Although generic PRO instruments, such as the 36-Item Short Form Health Survey (SF-36) and the Quality of Well-Being Scale [8, 9], were initially the most widely used, numerous studies suggest that disease-specific measures are more sensitive to change and provide information that is more relevant for clinical interventions [2, 5, 10]. Efforts to develop reliable and valid PRO instruments have been very successful, resulting in numerous well-validated tools and a growing empirical and clinical database [11]. PROs are particularly important for patients with chronic diseases, such as cystic fibrosis (CF), whose daily lives are significantly impacted by their illness.

CF is an autosomal recessive disorder affecting multiple organs, including the lungs, pancreas, and digestive and reproductive systems.
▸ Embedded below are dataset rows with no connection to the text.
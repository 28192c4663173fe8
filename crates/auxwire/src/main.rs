mod cmd;
mod exit;
mod logging;
mod output;

use clap::Parser;

use crate::cmd::Command;
use crate::logging::{init_logging, LogFormat, LogLevel};
use crate::output::OutputFormat;

#[derive(Parser, Debug)]
#[command(
    name = "auxwire",
    version,
    about = "Command and monitor fan/light/sensor controllers over TCP or serial"
)]
struct Cli {
    /// Output format.
    #[arg(long, value_name = "FORMAT", global = true)]
    format: Option<OutputFormat>,

    /// Log output format (stderr).
    #[arg(long, value_name = "FORMAT", default_value = "text", global = true)]
    log_format: LogFormat,

    /// Minimum log level (stderr).
    #[arg(long, value_name = "LEVEL", default_value = "info", global = true)]
    log_level: LogLevel,

    #[command(subcommand)]
    command: Command,
}

fn main() {
    let cli = Cli::parse();
    init_logging(cli.log_format, cli.log_level);

    let format = cli.format.unwrap_or_else(OutputFormat::default_for_stdout);
    let result = cmd::run(cli.command, format);

    match result {
        Ok(code) => std::process::exit(code),
        Err(err) => {
            eprintln!("error: {err}");
            std::process::exit(err.code);
        }
    }
}

#[cfg(test)]
mod tests {
    use auxwire_transport::Endpoint;

    use super::*;

    #[test]
    fn parses_fan_subcommand() {
        let cli = Cli::try_parse_from([
            "auxwire",
            "fan",
            "tcp://127.0.0.1:4000",
            "--duty",
            "0.5",
            "--wait",
        ])
        .expect("fan args should parse");

        match cli.command {
            Command::Fan(args) => {
                assert_eq!(args.target, Endpoint::Tcp("127.0.0.1:4000".to_string()));
                assert_eq!(args.duty, Some(0.5));
                assert!(args.wait);
            }
            other => panic!("unexpected command: {other:?}"),
        }
    }

    #[test]
    fn target_defaults_to_device_address() {
        let cli = Cli::try_parse_from(["auxwire", "temp"]).expect("temp args should parse");
        match cli.command {
            Command::Temp(args) => {
                let expected: Endpoint = auxwire_transport::DEFAULT_TCP_ADDR
                    .parse()
                    .expect("default should parse");
                // AUXWIRE_TARGET may be set in the environment running the tests.
                if std::env::var_os("AUXWIRE_TARGET").is_none() {
                    assert_eq!(args.target, expected);
                }
            }
            other => panic!("unexpected command: {other:?}"),
        }
    }

    #[test]
    fn parses_drive_schedule() {
        let cli = Cli::try_parse_from([
            "auxwire",
            "drive",
            "/dev/ttyACM0",
            "--duty",
            "0.1,0.5,1",
            "--interval",
            "250ms",
            "--with-temp",
        ])
        .expect("drive args should parse");

        match cli.command {
            Command::Drive(args) => {
                assert!(matches!(args.target, Endpoint::Serial(_)));
                assert_eq!(args.duty, vec![0.1, 0.5, 1.0]);
                assert!(args.with_temp);
            }
            other => panic!("unexpected command: {other:?}"),
        }
    }

    #[test]
    fn rejects_bad_endpoint() {
        let err = Cli::try_parse_from(["auxwire", "monitor", "tcp://nohost"])
            .expect_err("missing port should fail");
        assert_eq!(err.kind(), clap::error::ErrorKind::ValueValidation);
    }

    #[test]
    fn drive_requires_schedule() {
        let err = Cli::try_parse_from(["auxwire", "drive", "127.0.0.1:1338"])
            .expect_err("missing --duty should fail");
        assert_eq!(err.kind(), clap::error::ErrorKind::MissingRequiredArgument);
    }
}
Median life expectancy has increased dramatically in the past 20–37.8 years in the United States; however, progression of lung disease continues to lead to shortened life spans [12], and in younger patients, achieving normal nutrition and growth are challenging. Despite the development of new palliative treatments for CF, patients experience frequent pulmonary exacerbations, hospitalizations, and segregation from peers due to multi-resistant bacteria. High rates of depression and anxiety have also been reported by both patients and caregivers [13, 14]. Beginning in adolescence, gender differences in both morbidity and mortality have been identified, with women experiencing greater declines in lung function than men [15, 16].

In addition, the treatment regimen for CF is highly complex and time-consuming, requiring 2–4 h of treatment every day. The treatment regimen includes multiple inhaled therapies, airway clearance two times per day, oral medications, and boosting calories to 110–200% of the recommended daily allowance. The challenges of adhering to this regimen include the time required, the complexity of using and cleaning the equipment, and its considerable cost [17]. These difficulties increase the importance of including PROs in clinical trials of new therapies, to assess patients’ perceptions of efficacy and treatment burden [18].

The Cystic Fibrosis Questionnaire was the first disease-specific PRO developed for CF patients and caregivers. It was developed using a life span approach, with developmentally appropriate versions for ages 6 years through adulthood. Its development began with a conceptual framework that included both disease-specific and generic domains, followed by qualitative interviews with patients, parents, and health care professionals. Cognitive testing of the items was then performed with revisions to the items and scales as necessary [1921].

The instrument underwent psychometric testing in its original version [7, 1921] and was then slightly revised. This revision included adding two items to the Role Functioning and one item to the Social Functioning scales of the teen/adult version, deleting one item from the Emotional Functioning and adding one item to the Social Functioning scales of the child version, and rewording one item on the Treatment Burden scale of the parent version.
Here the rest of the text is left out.